* **Stored data**
-------------------------
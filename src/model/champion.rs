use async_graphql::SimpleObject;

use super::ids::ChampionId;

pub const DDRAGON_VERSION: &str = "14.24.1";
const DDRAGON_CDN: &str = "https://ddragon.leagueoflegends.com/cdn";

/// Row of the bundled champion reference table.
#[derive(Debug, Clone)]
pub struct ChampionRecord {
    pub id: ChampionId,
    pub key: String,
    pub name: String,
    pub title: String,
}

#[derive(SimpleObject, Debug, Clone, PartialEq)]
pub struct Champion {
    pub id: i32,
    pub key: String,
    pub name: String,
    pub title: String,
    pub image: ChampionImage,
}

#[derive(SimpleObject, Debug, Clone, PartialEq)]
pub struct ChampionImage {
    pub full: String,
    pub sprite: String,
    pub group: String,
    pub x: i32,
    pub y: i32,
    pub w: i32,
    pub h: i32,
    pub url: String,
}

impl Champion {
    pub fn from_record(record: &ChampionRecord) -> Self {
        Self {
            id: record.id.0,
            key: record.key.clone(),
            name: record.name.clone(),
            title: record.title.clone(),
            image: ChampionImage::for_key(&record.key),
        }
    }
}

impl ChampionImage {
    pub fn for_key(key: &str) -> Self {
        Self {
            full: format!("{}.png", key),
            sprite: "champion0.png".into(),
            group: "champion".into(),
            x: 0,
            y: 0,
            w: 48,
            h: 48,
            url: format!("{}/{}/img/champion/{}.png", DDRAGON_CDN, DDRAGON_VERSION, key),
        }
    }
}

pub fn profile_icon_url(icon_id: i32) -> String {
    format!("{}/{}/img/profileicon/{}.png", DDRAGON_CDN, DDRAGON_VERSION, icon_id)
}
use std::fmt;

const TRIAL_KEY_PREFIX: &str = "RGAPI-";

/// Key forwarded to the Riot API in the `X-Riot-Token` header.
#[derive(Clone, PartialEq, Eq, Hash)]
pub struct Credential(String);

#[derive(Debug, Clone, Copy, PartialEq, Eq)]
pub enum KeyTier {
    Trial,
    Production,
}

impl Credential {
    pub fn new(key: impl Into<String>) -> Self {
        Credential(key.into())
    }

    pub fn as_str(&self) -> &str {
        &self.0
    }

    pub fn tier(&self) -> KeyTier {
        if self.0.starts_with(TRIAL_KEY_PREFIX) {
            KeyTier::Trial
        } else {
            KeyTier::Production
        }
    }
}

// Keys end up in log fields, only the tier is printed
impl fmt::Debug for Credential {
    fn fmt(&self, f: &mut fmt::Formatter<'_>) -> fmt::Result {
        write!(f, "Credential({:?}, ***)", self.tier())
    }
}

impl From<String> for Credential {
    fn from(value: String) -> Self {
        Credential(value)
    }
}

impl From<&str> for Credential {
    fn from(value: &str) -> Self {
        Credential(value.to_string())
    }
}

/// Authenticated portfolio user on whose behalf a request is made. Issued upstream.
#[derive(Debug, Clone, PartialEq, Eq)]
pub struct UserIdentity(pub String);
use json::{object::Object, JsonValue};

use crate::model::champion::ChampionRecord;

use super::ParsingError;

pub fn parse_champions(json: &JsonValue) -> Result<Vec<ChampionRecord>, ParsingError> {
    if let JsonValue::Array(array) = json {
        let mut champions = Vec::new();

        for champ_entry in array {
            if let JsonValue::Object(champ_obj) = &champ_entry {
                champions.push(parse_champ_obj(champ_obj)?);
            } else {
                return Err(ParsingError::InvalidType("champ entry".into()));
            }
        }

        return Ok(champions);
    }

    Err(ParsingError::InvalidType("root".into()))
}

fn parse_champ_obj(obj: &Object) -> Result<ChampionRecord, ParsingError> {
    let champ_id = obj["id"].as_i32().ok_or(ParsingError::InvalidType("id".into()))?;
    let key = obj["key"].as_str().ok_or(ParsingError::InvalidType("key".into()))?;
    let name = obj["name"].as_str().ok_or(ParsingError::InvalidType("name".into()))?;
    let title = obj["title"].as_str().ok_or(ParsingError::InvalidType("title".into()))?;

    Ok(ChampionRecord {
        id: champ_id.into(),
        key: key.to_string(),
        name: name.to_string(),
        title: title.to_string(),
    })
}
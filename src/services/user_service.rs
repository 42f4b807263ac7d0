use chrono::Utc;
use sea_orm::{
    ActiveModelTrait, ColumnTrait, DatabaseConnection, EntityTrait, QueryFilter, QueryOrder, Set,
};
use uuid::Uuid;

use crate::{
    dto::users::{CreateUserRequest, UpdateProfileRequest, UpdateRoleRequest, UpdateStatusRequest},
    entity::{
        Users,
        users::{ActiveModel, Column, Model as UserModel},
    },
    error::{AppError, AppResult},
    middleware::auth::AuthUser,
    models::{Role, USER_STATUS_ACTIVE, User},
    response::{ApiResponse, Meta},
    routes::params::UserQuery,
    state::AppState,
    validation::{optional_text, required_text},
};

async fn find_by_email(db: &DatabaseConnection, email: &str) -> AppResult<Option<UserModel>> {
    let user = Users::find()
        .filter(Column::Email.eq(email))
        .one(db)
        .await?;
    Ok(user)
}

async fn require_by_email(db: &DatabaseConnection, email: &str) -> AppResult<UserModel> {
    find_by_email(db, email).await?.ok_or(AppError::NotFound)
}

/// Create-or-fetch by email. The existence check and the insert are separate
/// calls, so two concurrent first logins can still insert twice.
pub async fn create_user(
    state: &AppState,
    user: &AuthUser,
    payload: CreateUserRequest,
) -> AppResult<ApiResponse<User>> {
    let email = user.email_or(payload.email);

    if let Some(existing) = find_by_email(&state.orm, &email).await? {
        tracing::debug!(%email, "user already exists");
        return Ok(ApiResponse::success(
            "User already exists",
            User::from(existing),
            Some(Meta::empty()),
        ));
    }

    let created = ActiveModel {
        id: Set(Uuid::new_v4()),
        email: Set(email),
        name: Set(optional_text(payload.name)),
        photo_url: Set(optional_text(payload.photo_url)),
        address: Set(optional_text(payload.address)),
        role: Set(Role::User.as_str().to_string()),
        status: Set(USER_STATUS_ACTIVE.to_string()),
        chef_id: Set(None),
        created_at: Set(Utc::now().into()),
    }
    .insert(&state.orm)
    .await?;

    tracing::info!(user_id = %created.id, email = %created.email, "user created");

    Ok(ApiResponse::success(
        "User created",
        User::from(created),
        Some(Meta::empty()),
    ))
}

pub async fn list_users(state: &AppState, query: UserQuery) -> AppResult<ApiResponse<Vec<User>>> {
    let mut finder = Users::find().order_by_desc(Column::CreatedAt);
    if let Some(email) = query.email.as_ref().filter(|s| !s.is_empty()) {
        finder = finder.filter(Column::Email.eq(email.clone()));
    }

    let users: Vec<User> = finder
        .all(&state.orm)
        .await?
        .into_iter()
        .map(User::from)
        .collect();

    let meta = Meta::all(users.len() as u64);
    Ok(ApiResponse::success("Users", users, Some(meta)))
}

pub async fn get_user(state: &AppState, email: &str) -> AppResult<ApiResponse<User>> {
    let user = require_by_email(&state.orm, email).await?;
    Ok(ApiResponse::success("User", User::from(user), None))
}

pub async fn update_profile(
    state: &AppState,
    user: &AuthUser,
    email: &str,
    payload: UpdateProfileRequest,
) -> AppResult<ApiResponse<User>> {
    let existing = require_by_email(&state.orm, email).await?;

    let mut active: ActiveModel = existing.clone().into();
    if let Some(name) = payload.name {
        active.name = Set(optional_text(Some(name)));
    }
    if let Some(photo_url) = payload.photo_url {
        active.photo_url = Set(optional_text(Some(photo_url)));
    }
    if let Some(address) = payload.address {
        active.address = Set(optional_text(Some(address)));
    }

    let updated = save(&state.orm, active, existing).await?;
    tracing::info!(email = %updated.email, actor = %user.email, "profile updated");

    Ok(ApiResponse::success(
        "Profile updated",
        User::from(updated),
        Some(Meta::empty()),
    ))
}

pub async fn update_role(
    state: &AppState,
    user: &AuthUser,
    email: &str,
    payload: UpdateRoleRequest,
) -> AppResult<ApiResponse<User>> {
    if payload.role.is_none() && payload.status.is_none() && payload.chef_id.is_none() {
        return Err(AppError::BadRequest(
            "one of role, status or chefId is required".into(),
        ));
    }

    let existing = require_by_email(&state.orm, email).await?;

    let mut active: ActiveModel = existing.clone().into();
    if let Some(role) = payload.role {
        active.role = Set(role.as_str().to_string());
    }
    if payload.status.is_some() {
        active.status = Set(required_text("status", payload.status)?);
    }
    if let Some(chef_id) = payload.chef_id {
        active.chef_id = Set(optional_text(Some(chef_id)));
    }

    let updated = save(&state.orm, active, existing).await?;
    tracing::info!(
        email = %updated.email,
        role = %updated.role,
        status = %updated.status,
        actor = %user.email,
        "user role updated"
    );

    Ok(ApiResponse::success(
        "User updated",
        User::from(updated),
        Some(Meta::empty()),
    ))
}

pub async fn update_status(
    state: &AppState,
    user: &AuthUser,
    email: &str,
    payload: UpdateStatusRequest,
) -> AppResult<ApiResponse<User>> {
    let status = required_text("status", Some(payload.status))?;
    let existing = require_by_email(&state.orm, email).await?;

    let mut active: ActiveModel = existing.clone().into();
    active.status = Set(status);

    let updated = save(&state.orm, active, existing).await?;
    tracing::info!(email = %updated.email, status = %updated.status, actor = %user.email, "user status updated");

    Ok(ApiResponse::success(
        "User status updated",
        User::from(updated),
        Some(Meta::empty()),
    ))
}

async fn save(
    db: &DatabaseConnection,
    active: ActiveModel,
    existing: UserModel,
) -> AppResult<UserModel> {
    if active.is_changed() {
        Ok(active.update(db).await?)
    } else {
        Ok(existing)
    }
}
-------------------------
* **WORK ORDER**
Copy out each line of the records where the word "UserQuery" appears.

* **THE COMPLETED TASK**
    routes::params::UserQuery,
pub async fn list_users(state: &AppState, query: UserQuery) -> AppResult<ApiResponse<Vec<User>>> {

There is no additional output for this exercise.